Autre exemple, celui de la marque horlogère Panerai, quant à elle bien connue dans le milieu pour avoir donné son nom au Panerai Classic Yachts Challenge, l’est aussi pour le lourd investissement qu’elle a engagé en 2007 dans la rénovation du voilier Eilean, un Fife de 22 mètres construit en 1936. Bien que les travaux soient effectués de A à Z par un chantier, il semblerait que ce type de projet reste tout de même avant tout une affaire de patience. « La première question à se poser est de savoir si on a du temps à consacrer à une telle entreprise, confie le patron de Panerai, Angelo Bonati. Il faut faire preuve d’énormément de patience pour mener le projet à bien. Personnellement, je passe le plus clair de mes week-ends à suivre l’avancée du chantier ». Rien que pour réussir à mettre la main sur les plans du bateau conservés par un musée en Ecosse, il aura fallu plus de trois mois. Idem pour les recherches historiques liées au voilier ou encore les lectures informant les responsables du projet sur les éléments de décoration. « C’est passionnant mais il faut être prêt à faire des sacrifices en termes de temps et d’argent, poursuit Angelo Bonati. Le jeu en vaut la chandelle quand on sait que ce travail va contribuer à sauver une pièce importante de l’histoire de la navigation ». Un avis que partage Philippe Durr, propriétaire du chantier éponyme, à Versoix. Ce passionné de coques anciennes restaure tout ce qu’il peut. « Tout ce qu’on peut récupérer ou acheter est bon à prendre, explique-t-il. Il faut vraiment essayer de préserver ces bateaux ». Mais le travail est long. Certaines unités nécessitent quelque 2 000 heures de travail, si bien qu’un chantier comme celui de Philippe Durr restaure un à deux bateaux seulement chaque année.

Du temps devant soi

Loin des clichés, voile classique ne rime pas nécessairement avec voile « bling bling ». Exit l’image d’Epinal du gentleman en blazer, fumant la pipe en tenant la roue de son classique. L’engouement pour la voile d’époque est avant tout une histoire de passion, bien avant d’être une histoire d’âge ou de condition sociale.
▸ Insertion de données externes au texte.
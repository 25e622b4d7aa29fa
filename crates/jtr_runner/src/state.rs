use crate::errors::SessionError;

/// Lifecycle of a [RunSession](crate::RunSession).
///
/// ```text
/// Created -> SettingUp -> Running -> Completed | Cancelled | Failed -> CleanedUp
/// ```
///
/// `CleanedUp` can be entered from any state, and is final.
#[derive(Debug, Clone, Copy, PartialEq, Eq, Hash)]
pub enum SessionState {
    Created,
    SettingUp,
    /// Set up, but the runner has not been started yet.
    Ready,
    Running,
    Completed,
    Cancelled,
    Failed,
    CleanedUp,
}

impl SessionState {
    pub fn is_finished(self) -> bool {
        matches!(
            self,
            SessionState::Completed | SessionState::Cancelled | SessionState::Failed
        )
    }

    fn allows(self, to: SessionState) -> bool {
        use SessionState::*;
        match (self, to) {
            (CleanedUp, _) => false,
            (_, CleanedUp) => true,
            (Created, SettingUp)
            | (SettingUp, Ready)
            | (SettingUp, Failed)
            | (Ready, Running)
            | (Running, Completed)
            | (Running, Failed) => true,
            // A cancel may land anywhere before the session finishes.
            (Created | SettingUp | Ready | Running, Cancelled) => true,
            _ => false,
        }
    }

    /// Moves `self` to `to`, if the transition is legal.
    pub fn transition(&mut self, to: SessionState) -> Result<(), SessionError> {
        if !self.allows(to) {
            return Err(SessionError::IllegalState { from: *self, to });
        }
        tracing::trace!(from = ?*self, ?to, "session state");
        *self = to;
        Ok(())
    }
}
Nombreux sont ceux qui, pour peu qu’ils connaissent bien leur sujet et qu’ils aient une âme de bricoleur, préfèrent y passer tout leur temps plutôt que de dépenser tout leur argent. D’autant qu’il n’est pas toujours facile de trouver un chantier spécialisé ayant des disponibilités immédiates.

De véritables passionnés préfèrent ainsi s’impliquer eux-mêmes dans toutes les étapes du projet. A l’image d’Arnaud L’Huillier, copropriétaire depuis l’année dernière d’un Star aurique construit en 1963 à Seattle, lequel connut de belles heures à la Nioulargue, notamment, skippé par Tabarly, ou encore au Championnat du Monde en 1966. Depuis plusieurs mois, sur les conseils avertis des artisans du chantier de Philippe Durr, Arnaud L’Huillier retape patiemment son Pacha Rouge dans une cave du Lignon. Chaque soir, chaque week-end. Sans compter les heures à polir, vernir, chercher les pièces d’accastillage. « C’est très dificile d’en trouver en Europe pour une si petite unité, précise-t-il. J’ai même dû en faire fabriquer sur-mesure ». Un travail habile et assidu pour ce jeune homme de 24 ans qui ne se dit pourtant « ni bricoleur, ni patient ».

Il serait donc plutôt question de passion. Toujours cette même passion, ce goût du rêve, cet esprit de liberté et d’aventure qui colle encore à la peau de ces vestiges flottants qui ne veulent plus tomber dans l’oubli.

*www.obcz.ch : cette association présidée par Martin Hauser réunit, depuis 25 ans, des amateurs de voile classique autour du lac de Zurich. Elle compte aujourd’hui 140 membres et quelque 80 vieux bateaux à voile, à moteur et à vapeur.